The unhappiness of lost love is an irresistible target for storytellers, but these tales can be trying for filmmakers ― and for viewers. All the elements need to come together just right: actors with more than a spark of chemistry, good camera work and an intriguing and meaningful script.
Though “The Power of Gangwon Province” comes up short of this ideal in a few important ways, it is still a worthy attempt, with a stimulating plot, a beautiful natural setting and good casting.
The structure of the film is unusual and clever. Ji-sook (Oh Yun-hong) travels to Gangneung, Gangwon province, on vacation with her friends Mi-sun (Im Sun-young) and Eun-kyoung (Park Hyun-young), where they meet a policeman (Kim Yoo-suk), who shows them the village and drinks them all under the table. In tantalizing flashes, dialogue reveals that Ji-sook is depressed after the ending of an unhappy love affair with an older, married man. One awkward groping by the policeman later, the friends return to Seoul. Eventually, Ji-sook returns to Gangneung alone, confusedly seeking the policeman's embrace.
Then, without warning or explanation, the film cuts back in time to a simultaneous trip to Gangneung by the other half of Ji-sook's love affair, Sang-kwon (Baek Jong-hak), an out-of-work professor who also seeks a substitute for her in alcohol and a prostitute.
Finally, the two meet again, but the spell has been broken, and all that is left between the self-destructive Ji-sook and the spiritually bankrupt Sang-kwon is emotional wreckage.

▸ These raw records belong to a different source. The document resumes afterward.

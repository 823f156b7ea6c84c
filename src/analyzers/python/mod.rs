mod antipatterns;
mod complexity;
mod functions;
mod imports;

pub use complexity::{calculate_cyclomatic_complexity, count_decision_points};
pub use functions::collect_calls;

use crate::analyzers::Analyzer;
use crate::core::{AnalysisError, Language, ParseStatus, Result, SourceUnit};
use std::collections::BTreeSet;
use tree_sitter::{Node, Parser};

pub struct PythonAnalyzer {
    /// 0 disables the per-file budget
    timeout_micros: u64,
}

impl PythonAnalyzer {
    pub fn new() -> Self {
        Self { timeout_micros: 0 }
    }

    pub fn with_timeout_micros(timeout_micros: u64) -> Self {
        Self { timeout_micros }
    }

    fn create_parser(&self) -> Result<Parser> {
        let mut parser = Parser::new();
        parser
            .set_language(&tree_sitter_python::LANGUAGE.into())
            .map_err(|e| AnalysisError::Parser(format!("Failed to set Python language: {e}")))?;
        if self.timeout_micros > 0 {
            parser.set_timeout_micros(self.timeout_micros);
        }
        Ok(parser)
    }
}

impl Default for PythonAnalyzer {
    fn default() -> Self {
        Self::new()
    }
}

impl Analyzer for PythonAnalyzer {
    fn analyze(&self, content: &str, file_id: &str) -> Result<SourceUnit> {
        let mut parser = self.create_parser()?;

        let Some(tree) = parser.parse(content, None) else {
            log::warn!(
                "Parsing {file_id} exceeded {}ms, skipping",
                self.timeout_micros / 1_000
            );
            return Ok(SourceUnit::failed(
                file_id,
                Language::Python,
                ParseStatus::TimedOut,
            ));
        };

        let root = tree.root_node();
        if let Some(reason) = syntax_error(root) {
            log::debug!("{file_id}: {reason}");
            return Ok(SourceUnit::failed(
                file_id,
                Language::Python,
                ParseStatus::parse_error(reason),
            ));
        }

        let definitions = functions::extract_definitions(root, content, file_id);
        let mut unit = SourceUnit::new(file_id, Language::Python);
        unit.imports = imports::extract_imports(root, content, file_id);
        unit.functions = definitions.functions;
        unit.classes = definitions.classes;
        unit.module_calls = definitions.module_calls;
        unit.referenced_names = referenced_names(root, content);
        unit.exported_names = exported_names(root, content);
        unit.antipatterns = antipatterns::extract_antipatterns(root, content);
        Ok(unit)
    }

    fn language(&self) -> Language {
        Language::Python
    }
}

/// Description of the first `ERROR` or `MISSING` node, if any
fn syntax_error(root: Node) -> Option<String> {
    let node = first_error(root)?;
    let line = node.start_position().row + 1;
    Some(if node.is_missing() {
        format!("syntax error at line {line}: missing '{}'", node.kind())
    } else {
        format!("syntax error at line {line}")
    })
}

fn first_error(node: Node) -> Option<Node> {
    if node.is_error() || node.is_missing() {
        return Some(node);
    }
    if !node.has_error() {
        return None;
    }
    let mut cursor = node.walk();
    let children: Vec<Node> = node.children(&mut cursor).collect();
    children.into_iter().find_map(first_error)
}

/// Identifiers appearing anywhere outside import statements
fn referenced_names(root: Node, source: &str) -> BTreeSet<String> {
    let mut names = BTreeSet::new();
    visit_node_for_names(root, source, &mut names);
    names
}

fn visit_node_for_names(node: Node, source: &str, names: &mut BTreeSet<String>) {
    match node.kind() {
        "import_statement" | "import_from_statement" | "future_import_statement" => return,
        "identifier" => {
            if let Ok(name) = node.utf8_text(source.as_bytes()) {
                names.insert(name.to_string());
            }
        }
        _ => {}
    }

    let mut cursor = node.walk();
    for child in node.children(&mut cursor) {
        visit_node_for_names(child, source, names);
    }
}

/// String entries of top-level `__all__ = [...]` and `__all__ += [...]`
fn exported_names(root: Node, source: &str) -> BTreeSet<String> {
    let mut exports = BTreeSet::new();
    let mut cursor = root.walk();
    for statement in root.named_children(&mut cursor) {
        if statement.kind() != "expression_statement" {
            continue;
        }
        let Some(assignment) = statement.named_child(0) else {
            continue;
        };
        if !matches!(assignment.kind(), "assignment" | "augmented_assignment") {
            continue;
        }
        let targets_all = assignment
            .child_by_field_name("left")
            .and_then(|left| left.utf8_text(source.as_bytes()).ok())
            == Some("__all__");
        if !targets_all {
            continue;
        }
        if let Some(value) = assignment.child_by_field_name("right") {
            let mut inner = value.walk();
            for item in value.named_children(&mut inner) {
                if item.kind() != "string" {
                    continue;
                }
                if let Ok(literal) = item.utf8_text(source.as_bytes()) {
                    exports.insert(literal.trim_matches(|c| c == '"' || c == '\'').to_string());
                }
            }
        }
    }
    exports
}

The film builds gently to the final meeting with several near-misses between the two ex-lovers. Both meet an ordinary-looking couple, of which the female half later turns up dead at the bottom of a cliff ― whether she jumped or was pushed, both acts require more passion than Ji-sook and Sang-kwon seem capable of. Two neglected, homeless goldfish at Sang-kwon’s office provide a poignant metaphor.
Writer-director Hong Sang-soo is better known for his more recent films, such as “Woman is the Future of Man,” and this is the first time the 1998 “Gangwon Province” has been released on DVD. That this is an earlier effort by a filmmaker still finding his feet is obvious ― boom microphones intrude upon shot after shot after shot. It may seem picky to mention that, but it’s an amateurish mistake that undermines the film’s attempt at hypnotic melancholy.
Casting mostly unknowns as these characters engaged in a futile, entirely undistinguished search for meaning was effective. The anonymity of Oh and Baek aids in the believability of their slow spiral into numb isolation.
“The Power of Gangwon Province” is challenging and potentially frustrating to watch ― if the story doesn’t touch you personally it will almost definitely be quite boring ― and there are several technical problems, but overall this is a good film, setting the starring couple’s gradual implosion against the beautiful backdrop of Mount Seorak, with its mountain trails and stunning waterfalls ― where two damaged human beings discover that nature can’t heal their scars.